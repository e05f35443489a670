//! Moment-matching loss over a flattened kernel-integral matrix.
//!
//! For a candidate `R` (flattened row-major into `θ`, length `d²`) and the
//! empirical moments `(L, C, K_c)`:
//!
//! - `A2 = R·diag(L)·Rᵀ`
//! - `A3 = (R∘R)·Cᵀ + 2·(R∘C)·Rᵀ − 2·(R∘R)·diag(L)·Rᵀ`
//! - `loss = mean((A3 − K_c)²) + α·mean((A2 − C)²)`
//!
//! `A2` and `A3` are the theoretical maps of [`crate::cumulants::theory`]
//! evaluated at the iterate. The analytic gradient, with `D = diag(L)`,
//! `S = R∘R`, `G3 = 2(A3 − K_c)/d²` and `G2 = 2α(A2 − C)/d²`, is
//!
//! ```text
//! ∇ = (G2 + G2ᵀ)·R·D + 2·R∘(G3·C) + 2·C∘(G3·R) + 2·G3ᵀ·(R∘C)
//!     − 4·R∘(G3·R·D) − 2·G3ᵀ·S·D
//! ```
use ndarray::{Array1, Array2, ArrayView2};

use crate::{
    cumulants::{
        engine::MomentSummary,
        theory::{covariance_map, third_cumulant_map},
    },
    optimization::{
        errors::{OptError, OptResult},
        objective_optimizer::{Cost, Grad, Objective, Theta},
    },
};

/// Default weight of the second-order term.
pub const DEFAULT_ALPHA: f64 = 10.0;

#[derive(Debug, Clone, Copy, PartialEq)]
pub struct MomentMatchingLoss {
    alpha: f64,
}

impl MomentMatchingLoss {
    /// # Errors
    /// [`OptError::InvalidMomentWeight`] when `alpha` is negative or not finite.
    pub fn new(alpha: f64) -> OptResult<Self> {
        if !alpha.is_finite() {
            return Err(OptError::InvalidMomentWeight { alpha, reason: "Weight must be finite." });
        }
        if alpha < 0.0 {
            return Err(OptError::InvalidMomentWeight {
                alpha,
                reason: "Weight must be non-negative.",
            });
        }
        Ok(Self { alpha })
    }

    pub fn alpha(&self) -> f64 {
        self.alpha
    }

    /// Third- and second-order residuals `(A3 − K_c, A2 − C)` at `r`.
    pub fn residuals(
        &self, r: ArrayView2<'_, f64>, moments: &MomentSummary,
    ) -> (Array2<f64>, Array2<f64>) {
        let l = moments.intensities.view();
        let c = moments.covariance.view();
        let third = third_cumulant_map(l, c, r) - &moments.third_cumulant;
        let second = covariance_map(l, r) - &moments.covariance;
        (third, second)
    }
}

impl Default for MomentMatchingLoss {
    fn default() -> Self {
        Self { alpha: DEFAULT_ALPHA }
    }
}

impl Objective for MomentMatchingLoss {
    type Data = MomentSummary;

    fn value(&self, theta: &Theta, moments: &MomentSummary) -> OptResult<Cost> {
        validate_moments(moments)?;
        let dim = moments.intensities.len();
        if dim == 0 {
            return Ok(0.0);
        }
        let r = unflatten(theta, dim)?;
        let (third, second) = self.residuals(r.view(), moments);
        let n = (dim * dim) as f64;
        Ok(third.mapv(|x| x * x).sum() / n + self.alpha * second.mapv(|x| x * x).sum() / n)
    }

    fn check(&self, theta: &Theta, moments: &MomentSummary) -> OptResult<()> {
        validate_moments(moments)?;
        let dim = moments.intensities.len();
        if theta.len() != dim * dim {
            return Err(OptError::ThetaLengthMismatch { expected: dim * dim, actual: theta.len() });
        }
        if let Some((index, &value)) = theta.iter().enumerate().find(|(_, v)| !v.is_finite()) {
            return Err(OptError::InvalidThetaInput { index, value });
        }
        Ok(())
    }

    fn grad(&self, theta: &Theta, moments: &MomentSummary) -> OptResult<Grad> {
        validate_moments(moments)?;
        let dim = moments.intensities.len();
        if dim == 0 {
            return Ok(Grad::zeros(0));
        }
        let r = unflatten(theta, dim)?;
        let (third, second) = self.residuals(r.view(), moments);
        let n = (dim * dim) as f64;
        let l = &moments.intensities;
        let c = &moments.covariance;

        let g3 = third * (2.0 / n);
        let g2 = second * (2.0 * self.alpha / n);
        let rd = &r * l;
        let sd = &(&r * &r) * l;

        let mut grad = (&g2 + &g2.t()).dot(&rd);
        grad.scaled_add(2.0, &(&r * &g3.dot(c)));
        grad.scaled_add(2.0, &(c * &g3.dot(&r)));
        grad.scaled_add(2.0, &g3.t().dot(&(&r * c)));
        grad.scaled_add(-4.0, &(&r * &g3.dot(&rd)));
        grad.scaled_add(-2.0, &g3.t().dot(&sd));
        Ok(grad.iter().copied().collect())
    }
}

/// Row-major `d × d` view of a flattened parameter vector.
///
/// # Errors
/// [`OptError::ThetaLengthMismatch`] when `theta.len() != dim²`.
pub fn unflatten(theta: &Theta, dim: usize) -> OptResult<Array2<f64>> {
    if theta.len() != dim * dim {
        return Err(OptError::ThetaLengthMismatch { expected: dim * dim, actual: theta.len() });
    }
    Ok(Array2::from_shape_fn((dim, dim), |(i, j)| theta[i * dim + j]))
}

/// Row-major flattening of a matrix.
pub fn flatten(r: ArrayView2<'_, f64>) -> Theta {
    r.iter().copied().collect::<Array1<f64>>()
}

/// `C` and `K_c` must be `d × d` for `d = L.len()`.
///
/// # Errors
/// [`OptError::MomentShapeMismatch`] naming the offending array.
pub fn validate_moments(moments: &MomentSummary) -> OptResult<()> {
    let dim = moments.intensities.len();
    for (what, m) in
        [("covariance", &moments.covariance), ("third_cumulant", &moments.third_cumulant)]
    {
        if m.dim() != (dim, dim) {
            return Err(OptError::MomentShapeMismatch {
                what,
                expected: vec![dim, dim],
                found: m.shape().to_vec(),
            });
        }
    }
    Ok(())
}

+ + + + +

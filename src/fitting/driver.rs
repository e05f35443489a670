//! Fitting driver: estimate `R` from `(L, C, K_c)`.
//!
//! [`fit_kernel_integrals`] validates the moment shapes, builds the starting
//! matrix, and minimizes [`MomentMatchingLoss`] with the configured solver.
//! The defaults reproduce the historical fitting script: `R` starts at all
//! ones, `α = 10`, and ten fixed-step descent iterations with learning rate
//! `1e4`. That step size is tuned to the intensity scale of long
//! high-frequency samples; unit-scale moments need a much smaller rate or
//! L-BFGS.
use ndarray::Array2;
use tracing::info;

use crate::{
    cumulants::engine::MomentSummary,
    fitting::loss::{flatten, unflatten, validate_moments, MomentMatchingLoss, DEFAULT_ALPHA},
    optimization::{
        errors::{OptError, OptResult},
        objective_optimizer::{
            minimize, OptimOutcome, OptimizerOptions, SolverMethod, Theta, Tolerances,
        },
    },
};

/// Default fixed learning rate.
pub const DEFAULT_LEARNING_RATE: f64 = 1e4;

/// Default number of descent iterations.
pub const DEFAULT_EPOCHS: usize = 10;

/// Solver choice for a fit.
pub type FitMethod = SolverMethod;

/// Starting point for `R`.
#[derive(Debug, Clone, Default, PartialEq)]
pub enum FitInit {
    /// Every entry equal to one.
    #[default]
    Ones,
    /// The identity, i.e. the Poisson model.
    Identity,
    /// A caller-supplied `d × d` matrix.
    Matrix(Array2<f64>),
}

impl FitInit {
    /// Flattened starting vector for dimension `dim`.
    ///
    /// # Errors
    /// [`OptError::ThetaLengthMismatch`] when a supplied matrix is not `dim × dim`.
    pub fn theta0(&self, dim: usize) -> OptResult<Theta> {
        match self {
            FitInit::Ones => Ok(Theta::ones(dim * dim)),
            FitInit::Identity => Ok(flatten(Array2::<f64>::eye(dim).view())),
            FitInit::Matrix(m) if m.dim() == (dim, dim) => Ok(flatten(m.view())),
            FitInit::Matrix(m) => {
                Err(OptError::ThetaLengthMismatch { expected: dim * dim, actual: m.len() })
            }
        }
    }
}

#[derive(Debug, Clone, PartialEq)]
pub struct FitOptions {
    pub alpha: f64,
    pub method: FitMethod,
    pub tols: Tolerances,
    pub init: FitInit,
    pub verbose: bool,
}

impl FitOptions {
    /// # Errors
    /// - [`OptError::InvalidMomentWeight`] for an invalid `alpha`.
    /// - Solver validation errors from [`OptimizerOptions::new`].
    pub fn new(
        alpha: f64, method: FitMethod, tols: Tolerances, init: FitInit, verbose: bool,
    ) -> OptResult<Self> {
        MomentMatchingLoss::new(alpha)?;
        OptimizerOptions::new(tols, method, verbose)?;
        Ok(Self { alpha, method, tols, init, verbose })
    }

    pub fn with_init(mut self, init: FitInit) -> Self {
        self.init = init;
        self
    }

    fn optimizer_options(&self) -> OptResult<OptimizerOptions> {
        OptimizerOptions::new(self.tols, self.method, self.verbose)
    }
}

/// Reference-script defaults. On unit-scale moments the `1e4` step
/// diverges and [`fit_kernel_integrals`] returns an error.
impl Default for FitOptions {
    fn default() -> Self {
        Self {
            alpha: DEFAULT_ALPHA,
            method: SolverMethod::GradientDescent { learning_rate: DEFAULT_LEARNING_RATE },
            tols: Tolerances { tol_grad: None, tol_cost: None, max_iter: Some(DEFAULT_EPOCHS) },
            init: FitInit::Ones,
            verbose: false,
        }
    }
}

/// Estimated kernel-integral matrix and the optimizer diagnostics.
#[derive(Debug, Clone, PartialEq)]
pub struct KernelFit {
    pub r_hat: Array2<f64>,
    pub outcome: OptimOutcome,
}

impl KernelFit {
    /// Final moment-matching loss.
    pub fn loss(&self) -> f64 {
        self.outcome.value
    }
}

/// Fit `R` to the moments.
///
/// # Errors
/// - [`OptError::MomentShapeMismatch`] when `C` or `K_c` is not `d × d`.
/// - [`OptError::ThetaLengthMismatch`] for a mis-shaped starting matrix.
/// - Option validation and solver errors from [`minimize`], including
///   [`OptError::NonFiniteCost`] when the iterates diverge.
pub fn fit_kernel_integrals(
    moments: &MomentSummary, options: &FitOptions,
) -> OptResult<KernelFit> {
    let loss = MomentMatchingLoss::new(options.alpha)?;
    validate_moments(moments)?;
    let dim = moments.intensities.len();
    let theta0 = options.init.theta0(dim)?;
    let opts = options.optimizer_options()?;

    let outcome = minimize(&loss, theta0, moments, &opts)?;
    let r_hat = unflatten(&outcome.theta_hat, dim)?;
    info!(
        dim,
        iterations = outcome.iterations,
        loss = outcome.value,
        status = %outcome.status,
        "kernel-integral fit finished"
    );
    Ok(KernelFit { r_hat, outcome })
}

+ + + + +

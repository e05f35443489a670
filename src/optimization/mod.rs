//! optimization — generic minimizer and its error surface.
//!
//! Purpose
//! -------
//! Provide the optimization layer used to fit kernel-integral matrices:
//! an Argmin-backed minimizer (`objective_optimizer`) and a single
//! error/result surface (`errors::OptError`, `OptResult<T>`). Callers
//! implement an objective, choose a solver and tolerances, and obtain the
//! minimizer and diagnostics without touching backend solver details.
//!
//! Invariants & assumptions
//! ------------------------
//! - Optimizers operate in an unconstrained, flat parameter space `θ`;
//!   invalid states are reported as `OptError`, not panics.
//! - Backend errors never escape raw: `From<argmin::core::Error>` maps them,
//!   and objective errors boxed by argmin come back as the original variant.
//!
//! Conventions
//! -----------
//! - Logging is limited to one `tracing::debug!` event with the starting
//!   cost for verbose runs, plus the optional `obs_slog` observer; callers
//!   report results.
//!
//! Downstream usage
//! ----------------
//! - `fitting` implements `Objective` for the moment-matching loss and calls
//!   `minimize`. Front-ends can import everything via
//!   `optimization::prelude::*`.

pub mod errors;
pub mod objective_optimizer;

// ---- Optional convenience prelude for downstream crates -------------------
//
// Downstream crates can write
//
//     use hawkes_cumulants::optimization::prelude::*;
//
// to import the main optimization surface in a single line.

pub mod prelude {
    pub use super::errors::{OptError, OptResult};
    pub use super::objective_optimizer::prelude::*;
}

+ + + + +

-- INSTRUCTIONS FOR THE TASK --
Check each line of the listing for "prelude". Show those that have it.

-- THE COMPLETED TASK --
//!   `optimization::prelude::*`.
// ---- Optional convenience prelude for downstream crates -------------------
//     use hawkes_cumulants::optimization::prelude::*;
pub mod prelude {
    pub use super::objective_optimizer::prelude::*;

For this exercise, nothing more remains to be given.